* Task goal *
The entries should each be set down again precisely.

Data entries

== == ==

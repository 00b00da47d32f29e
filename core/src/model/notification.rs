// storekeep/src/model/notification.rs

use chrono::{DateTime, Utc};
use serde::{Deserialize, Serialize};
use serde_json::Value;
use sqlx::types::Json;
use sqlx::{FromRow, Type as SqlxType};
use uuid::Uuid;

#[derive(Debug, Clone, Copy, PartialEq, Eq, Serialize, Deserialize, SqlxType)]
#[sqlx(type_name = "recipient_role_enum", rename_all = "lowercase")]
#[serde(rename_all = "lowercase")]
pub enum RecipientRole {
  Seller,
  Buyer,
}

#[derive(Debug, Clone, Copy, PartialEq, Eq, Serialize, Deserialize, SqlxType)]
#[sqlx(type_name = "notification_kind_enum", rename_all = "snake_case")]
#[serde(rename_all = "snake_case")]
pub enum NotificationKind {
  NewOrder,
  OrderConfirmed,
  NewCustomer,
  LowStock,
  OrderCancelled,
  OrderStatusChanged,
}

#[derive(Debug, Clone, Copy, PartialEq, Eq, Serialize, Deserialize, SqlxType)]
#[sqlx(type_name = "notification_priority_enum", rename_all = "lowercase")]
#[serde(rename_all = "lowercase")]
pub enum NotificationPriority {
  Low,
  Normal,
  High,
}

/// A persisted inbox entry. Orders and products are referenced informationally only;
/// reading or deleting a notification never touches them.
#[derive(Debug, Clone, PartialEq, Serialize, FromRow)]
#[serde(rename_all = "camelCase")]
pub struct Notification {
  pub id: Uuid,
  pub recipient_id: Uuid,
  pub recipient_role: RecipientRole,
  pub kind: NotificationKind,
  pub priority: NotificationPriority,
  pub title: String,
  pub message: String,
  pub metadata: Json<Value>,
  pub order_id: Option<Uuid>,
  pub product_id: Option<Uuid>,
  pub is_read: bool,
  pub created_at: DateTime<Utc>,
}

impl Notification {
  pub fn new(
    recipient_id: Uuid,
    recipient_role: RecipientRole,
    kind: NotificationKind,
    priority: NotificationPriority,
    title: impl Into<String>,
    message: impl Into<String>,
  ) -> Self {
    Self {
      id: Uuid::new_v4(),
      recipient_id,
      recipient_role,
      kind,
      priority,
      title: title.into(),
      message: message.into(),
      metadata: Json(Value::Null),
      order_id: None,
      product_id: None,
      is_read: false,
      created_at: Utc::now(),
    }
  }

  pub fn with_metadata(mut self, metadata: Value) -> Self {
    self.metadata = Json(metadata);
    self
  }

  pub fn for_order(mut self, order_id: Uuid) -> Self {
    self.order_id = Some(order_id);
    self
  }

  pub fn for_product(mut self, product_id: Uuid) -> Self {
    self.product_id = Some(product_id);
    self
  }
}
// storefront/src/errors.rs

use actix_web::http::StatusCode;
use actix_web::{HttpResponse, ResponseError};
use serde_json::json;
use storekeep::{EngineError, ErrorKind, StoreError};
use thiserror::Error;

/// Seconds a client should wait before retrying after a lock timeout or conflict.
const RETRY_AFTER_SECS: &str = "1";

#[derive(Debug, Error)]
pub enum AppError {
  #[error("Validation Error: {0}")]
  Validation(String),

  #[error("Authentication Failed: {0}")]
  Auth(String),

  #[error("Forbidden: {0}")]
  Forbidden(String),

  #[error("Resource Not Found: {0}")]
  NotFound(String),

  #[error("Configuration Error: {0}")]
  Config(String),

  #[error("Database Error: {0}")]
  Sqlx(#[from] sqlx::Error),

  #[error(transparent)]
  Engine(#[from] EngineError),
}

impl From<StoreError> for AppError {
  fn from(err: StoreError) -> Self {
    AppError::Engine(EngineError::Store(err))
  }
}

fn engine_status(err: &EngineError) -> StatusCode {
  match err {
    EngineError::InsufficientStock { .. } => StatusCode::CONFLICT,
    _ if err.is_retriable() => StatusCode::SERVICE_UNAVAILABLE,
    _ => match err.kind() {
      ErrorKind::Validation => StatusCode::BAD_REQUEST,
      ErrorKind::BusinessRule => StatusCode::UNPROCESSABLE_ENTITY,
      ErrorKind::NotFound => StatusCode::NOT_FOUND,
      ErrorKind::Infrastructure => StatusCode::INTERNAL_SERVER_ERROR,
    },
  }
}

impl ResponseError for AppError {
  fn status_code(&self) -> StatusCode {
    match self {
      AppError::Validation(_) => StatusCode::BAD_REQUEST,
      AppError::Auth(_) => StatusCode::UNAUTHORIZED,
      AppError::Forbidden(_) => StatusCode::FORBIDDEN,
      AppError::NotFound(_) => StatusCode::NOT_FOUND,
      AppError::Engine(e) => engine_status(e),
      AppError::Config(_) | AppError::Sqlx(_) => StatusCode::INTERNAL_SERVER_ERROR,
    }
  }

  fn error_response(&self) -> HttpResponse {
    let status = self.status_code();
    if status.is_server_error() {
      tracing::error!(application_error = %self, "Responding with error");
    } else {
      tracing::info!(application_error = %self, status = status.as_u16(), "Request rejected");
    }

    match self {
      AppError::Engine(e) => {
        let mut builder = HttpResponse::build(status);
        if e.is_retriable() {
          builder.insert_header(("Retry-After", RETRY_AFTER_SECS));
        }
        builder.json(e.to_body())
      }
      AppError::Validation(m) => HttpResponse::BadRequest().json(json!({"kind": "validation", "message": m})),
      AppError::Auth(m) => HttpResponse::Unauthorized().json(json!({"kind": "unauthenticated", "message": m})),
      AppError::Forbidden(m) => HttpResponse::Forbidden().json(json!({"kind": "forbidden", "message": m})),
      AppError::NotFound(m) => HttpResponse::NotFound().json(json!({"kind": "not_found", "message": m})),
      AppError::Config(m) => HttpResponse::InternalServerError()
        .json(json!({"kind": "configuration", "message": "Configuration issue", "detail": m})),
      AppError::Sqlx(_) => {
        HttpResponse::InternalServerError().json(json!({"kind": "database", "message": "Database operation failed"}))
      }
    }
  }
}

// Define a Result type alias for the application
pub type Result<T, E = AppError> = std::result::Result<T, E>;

== == ==

* Task answer *
repository 00b00da47d32f29e
filename core/src/model/notification.rs
// storekeep/src/model/notification.rs

use chrono::{DateTime, Utc};
use serde::{Deserialize, Serialize};
use serde_json::Value;
use sqlx::types::Json;
use sqlx::{FromRow, Type as SqlxType};
use uuid::Uuid;

#[derive(Debug, Clone, Copy, PartialEq, Eq, Serialize, Deserialize, SqlxType)]
#[sqlx(type_name = "recipient_role_enum", rename_all = "lowercase")]
#[serde(rename_all = "lowercase")]
pub enum RecipientRole {
  Seller,
  Buyer,
}

#[derive(Debug, Clone, Copy, PartialEq, Eq, Serialize, Deserialize, SqlxType)]
#[sqlx(type_name = "notification_kind_enum", rename_all = "snake_case")]
#[serde(rename_all = "snake_case")]
pub enum NotificationKind {
  NewOrder,
  OrderConfirmed,
  NewCustomer,
  LowStock,
  OrderCancelled,
  OrderStatusChanged,
}

#[derive(Debug, Clone, Copy, PartialEq, Eq, Serialize, Deserialize, SqlxType)]
#[sqlx(type_name = "notification_priority_enum", rename_all = "lowercase")]
#[serde(rename_all = "lowercase")]
pub enum NotificationPriority {
  Low,
  Normal,
  High,
}

/// A persisted inbox entry. Orders and products are referenced informationally only;
/// reading or deleting a notification never touches them.
#[derive(Debug, Clone, PartialEq, Serialize, FromRow)]
#[serde(rename_all = "camelCase")]
pub struct Notification {
  pub id: Uuid,
  pub recipient_id: Uuid,
  pub recipient_role: RecipientRole,
  pub kind: NotificationKind,
  pub priority: NotificationPriority,
  pub title: String,
  pub message: String,
  pub metadata: Json<Value>,
  pub order_id: Option<Uuid>,
  pub product_id: Option<Uuid>,
  pub is_read: bool,
  pub created_at: DateTime<Utc>,
}

impl Notification {
  pub fn new(
    recipient_id: Uuid,
    recipient_role: RecipientRole,
    kind: NotificationKind,
    priority: NotificationPriority,
    title: impl Into<String>,
    message: impl Into<String>,
  ) -> Self {
    Self {
      id: Uuid::new_v4(),
      recipient_id,
      recipient_role,
      kind,
      priority,
      title: title.into(),
      message: message.into(),
      metadata: Json(Value::Null),
      order_id: None,
      product_id: None,
      is_read: false,
      created_at: Utc::now(),
    }
  }

  pub fn with_metadata(mut self, metadata: Value) -> Self {
    self.metadata = Json(metadata);
    self
  }

  pub fn for_order(mut self, order_id: Uuid) -> Self {
    self.order_id = Some(order_id);
    self
  }

  pub fn for_product(mut self, product_id: Uuid) -> Self {
    self.product_id = Some(product_id);
    self
  }
}
// storefront/src/errors.rs

use actix_web::http::StatusCode;
use actix_web::{HttpResponse, ResponseError};
use serde_json::json;
use storekeep::{EngineError, ErrorKind, StoreError};
use thiserror::Error;

/// Seconds a client should wait before retrying after a lock timeout or conflict.
const RETRY_AFTER_SECS: &str = "1";

#[derive(Debug, Error)]
pub enum AppError {
  #[error("Validation Error: {0}")]
  Validation(String),

  #[error("Authentication Failed: {0}")]
  Auth(String),

  #[error("Forbidden: {0}")]
  Forbidden(String),

  #[error("Resource Not Found: {0}")]
  NotFound(String),

  #[error("Configuration Error: {0}")]
  Config(String),

  #[error("Database Error: {0}")]
  Sqlx(#[from] sqlx::Error),

  #[error(transparent)]
  Engine(#[from] EngineError),
}

impl From<StoreError> for AppError {
  fn from(err: StoreError) -> Self {
    AppError::Engine(EngineError::Store(err))
  }
}

fn engine_status(err: &EngineError) -> StatusCode {
  match err {
    EngineError::InsufficientStock { .. } => StatusCode::CONFLICT,
    _ if err.is_retriable() => StatusCode::SERVICE_UNAVAILABLE,
    _ => match err.kind() {
      ErrorKind::Validation => StatusCode::BAD_REQUEST,
      ErrorKind::BusinessRule => StatusCode::UNPROCESSABLE_ENTITY,
      ErrorKind::NotFound => StatusCode::NOT_FOUND,
      ErrorKind::Infrastructure => StatusCode::INTERNAL_SERVER_ERROR,
    },
  }
}

impl ResponseError for AppError {
  fn status_code(&self) -> StatusCode {
    match self {
      AppError::Validation(_) => StatusCode::BAD_REQUEST,
      AppError::Auth(_) => StatusCode::UNAUTHORIZED,
      AppError::Forbidden(_) => StatusCode::FORBIDDEN,
      AppError::NotFound(_) => StatusCode::NOT_FOUND,
      AppError::Engine(e) => engine_status(e),
      AppError::Config(_) | AppError::Sqlx(_) => StatusCode::INTERNAL_SERVER_ERROR,
    }
  }

  fn error_response(&self) -> HttpResponse {
    let status = self.status_code();
    if status.is_server_error() {
      tracing::error!(application_error = %self, "Responding with error");
    } else {
      tracing::info!(application_error = %self, status = status.as_u16(), "Request rejected");
    }

    match self {
      AppError::Engine(e) => {
        let mut builder = HttpResponse::build(status);
        if e.is_retriable() {
          builder.insert_header(("Retry-After", RETRY_AFTER_SECS));
        }
        builder.json(e.to_body())
      }
      AppError::Validation(m) => HttpResponse::BadRequest().json(json!({"kind": "validation", "message": m})),
      AppError::Auth(m) => HttpResponse::Unauthorized().json(json!({"kind": "unauthenticated", "message": m})),
      AppError::Forbidden(m) => HttpResponse::Forbidden().json(json!({"kind": "forbidden", "message": m})),
      AppError::NotFound(m) => HttpResponse::NotFound().json(json!({"kind": "not_found", "message": m})),
      AppError::Config(m) => HttpResponse::InternalServerError()
        .json(json!({"kind": "configuration", "message": "Configuration issue", "detail": m})),
      AppError::Sqlx(_) => {
        HttpResponse::InternalServerError().json(json!({"kind": "database", "message": "Database operation failed"}))
      }
    }
  }
}

// Define a Result type alias for the application
pub type Result<T, E = AppError> = std::result::Result<T, E>;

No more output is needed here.